Syria activists call for 'death rather than humiliation'

A Syrian shouts slogans during a protest. (AP )

Published
By AFP

Security forces killed at least seven more people in Syria, activists said, urging fresh anti-regime protests on Friday under the banner of "death rather than humiliation."

In Paris, US Secretary of State Hillary Clinton said the world community should escalate pressure on President Bashar al-Assad by targeting Syria's oil and gas exports to force him from office.

"The violence must stop and he needs to step aside," Clinton told reporters in Paris after a meeting Thursday on Libya, where strongman Moamer Gaddafihas already been forced from office.

Spanish Prime Minister Jose Luis Rodriguez Zapatero also said the world community should support Syrians opposed to Assad, following the success of UN-backed action in Libya.

"This example should extend to other countries like Syria (where people are) fighting for freedom and to whom the international community should give its wholehearted backing," he said.

A senior Syrian official, meanwhile, said in a contested video posted on YouTube that he has resigned in disgust at hundreds of killings and thousands of arrests by Assad's regime.

The Syrian Observatory for Human Rights said four people -- including an 11-year child -- were killed and several more were wounded Thursday when security forces opened fire on protesters in the central region of Homs.

According to the Local Coordination Committees (LCC), which groups activists on the ground, armoured cars entered the city of Homs itself.

The Britain-based Observatory also reported "one dead and five wounded in an assault by the army and security forces on the village of Al-Rama" in the northwestern province of Idlib, near the Turkish border.
The deceased was a man in his seventies.

And the LCC said a young man was killed by pro-regime militiamen in the eastern city of Deir Ezzor. A 10-year-old girl died there of injuries sustained a day earlier, it added.

The security forces went into action on Thursday after mass demonstrations late on Wednesday in several districts of Homs, the Observatory said.

It said security forces also opened fire to disperse demonstrations in the country's second city of Aleppo, in the north.

The United Nations says that more than 2,200 people have been killed since the beginning of near-daily protests across the country against Assad's regime in mid-March.

Activists on their Facebook page Syrian Revolution 2011 defiantly called for fresh protests on Friday, the Muslim weekly day of prayers and rallying point for demonstrations.

The rallies will be held under the slogan of "death rather than humiliation," it said. "We are ready to die in the millions as martyrs."

In the YouTube video posted late on Wednesday, the attorney general of the flashpoint rebellious province of Hama, Mohammed Adnan al-Bakkour, announced his resignation.

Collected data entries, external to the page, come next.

extern crate nalgebra as na;

use thiserror::Error;

#[derive(Debug, Clone, PartialEq, Error)]
pub enum LinalgError {
    #[error("matrix must be square, got {rows}x{cols}")]
    NotSquare { rows: usize, cols: usize },

    #[error("matrix is singular")]
    Singular,
}

fn ensure_square(a: &na::DMatrix<f64>) -> Result<(), LinalgError> {
    if a.nrows() != a.ncols() {
        return Err(LinalgError::NotSquare {
            rows: a.nrows(),
            cols: a.ncols(),
        });
    }
    Ok(())
}

/// Determinant of a square matrix. A zero (or non-finite) determinant is
/// reported as `Singular` so callers cannot mistake it for a usable value.
pub fn determinant(a: &na::DMatrix<f64>) -> Result<f64, LinalgError> {
    ensure_square(a)?;
    let det = a.determinant();
    if det == 0.0 || !det.is_finite() {
        return Err(LinalgError::Singular);
    }
    Ok(det)
}

pub fn invert(a: &na::DMatrix<f64>) -> Result<na::DMatrix<f64>, LinalgError> {
    determinant(a)?;
    a.clone().try_inverse().ok_or(LinalgError::Singular)
}

/// Inverse of a 2x2 or 3x3 symmetric positive semi-definite matrix embedded
/// in a `Matrix3`. For `dim == 2` only the upper-left block is inverted and
/// the z row and column of the result stay zero. A determinant that is tiny
/// relative to the diagonal scale counts as singular.
pub fn invert_leading_block(
    a: &na::Matrix3<f64>,
    dim: usize,
) -> Result<na::Matrix3<f64>, LinalgError> {
    const RELATIVE_TOLERANCE: f64 = 1e-12;
    let block = na::DMatrix::from_fn(dim, dim, |i, j| a[(i, j)]);
    let scale = block.trace() / dim as f64;
    if determinant(&block)?.abs() <= RELATIVE_TOLERANCE * scale.abs().powi(dim as i32) {
        return Err(LinalgError::Singular);
    }
    let inv = invert(&block)?;
    let mut out = na::Matrix3::zeros();
    for i in 0..dim {
        for j in 0..dim {
            out[(i, j)] = inv[(i, j)];
        }
    }
    Ok(out)
}
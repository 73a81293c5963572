extern crate nalgebra as na;

use crate::fv_core::geometry::Vector;
use crate::physics::{GoverningEquations, Limits};

/// Linear advection-diffusion of one scalar in a uniform velocity field.
#[derive(Debug, Clone)]
pub struct ScalarAdvection {
    pub velocity: Vector,
    pub diffusivity: f64,
    limits: [Limits; 1],
}

impl ScalarAdvection {
    pub fn new(velocity: Vector, diffusivity: f64) -> Self {
        ScalarAdvection {
            velocity,
            diffusivity,
            limits: [Limits::UNBOUNDED],
        }
    }

    pub fn with_limits(mut self, limits: Limits) -> Self {
        self.limits = [limits];
        self
    }
}

impl GoverningEquations for ScalarAdvection {
    fn description(&self) -> &'static str {
        "Scalar advection"
    }

    fn num_vars(&self) -> usize {
        1
    }

    fn var_names(&self) -> Vec<&'static str> {
        vec!["phi"]
    }

    fn physical_limits(&self) -> &[Limits] {
        &self.limits
    }

    fn convective_flux(&self, u: &[f64], n: &Vector) -> na::DVector<f64> {
        na::DVector::from_element(1, u[0] * self.velocity.dot(n))
    }

    fn sorted_eigenvalues(&self, _u: &[f64], n: &Vector) -> Vec<f64> {
        vec![self.velocity.dot(n)]
    }

    fn diffusion_flux(&self, _u: &[f64], grad_u: &[Vector], n: &Vector) -> na::DVector<f64> {
        na::DVector::from_element(1, -self.diffusivity * grad_u[0].dot(n))
    }

    fn max_diffusivity(&self, _u: &[f64]) -> f64 {
        self.diffusivity
    }
}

He said he took the decision after hundreds of jailed peaceful demonstrators were killed by the authorities and buried in mass graves, and 10,000 were arrested arbitrarily.

But the official SANA news agency, which reported on Monday that Bakkour had been kidnapped en route to work with his driver and bodyguard, quoted officials as saying his statement had been made under duress.

Bakkour also cited the deaths of about 320 people under torture at Hama police stations, "the arbitrary arrest of about 10,000 people" and the demolition of homes by the army while occupants were still inside.

The United States denounced what it called the Syrian regime's "abhorrent abuse" of prisoners, following an Amnesty International report of 88 deaths in custody between April 1 and August 15, including 10 teenagers.

In at least 52 of the cases, Amnesty said "there is evidence that torture caused or contributed to the deaths," citing signs of violent beatings, burn marks and cuts.

Assad's regime has defied Western sanctions over its deadly crackdown on dissent, blaming "armed terrorist gangs" for the violence.

"Syria must be allowed to move forward," Clinton said on Thursday. "Those who have joined us in this call must now translate our rhetoric into concrete action to escalate the pressure on Assad and those around him."

This pressure must include "strong new sanctions targeting Syria's energy sector to deny the regime the revenues that fund its campaign of violence."

The European Union is to formally adopt a ban on Syrian oil imports on Friday, but the embargo will not take effect until November 15 for existing contracts after Italy insisted on a delay, according to diplomats in Brussels.

They told AFP that the EU would also expand its list of people targeted by an assets freeze and travel ban.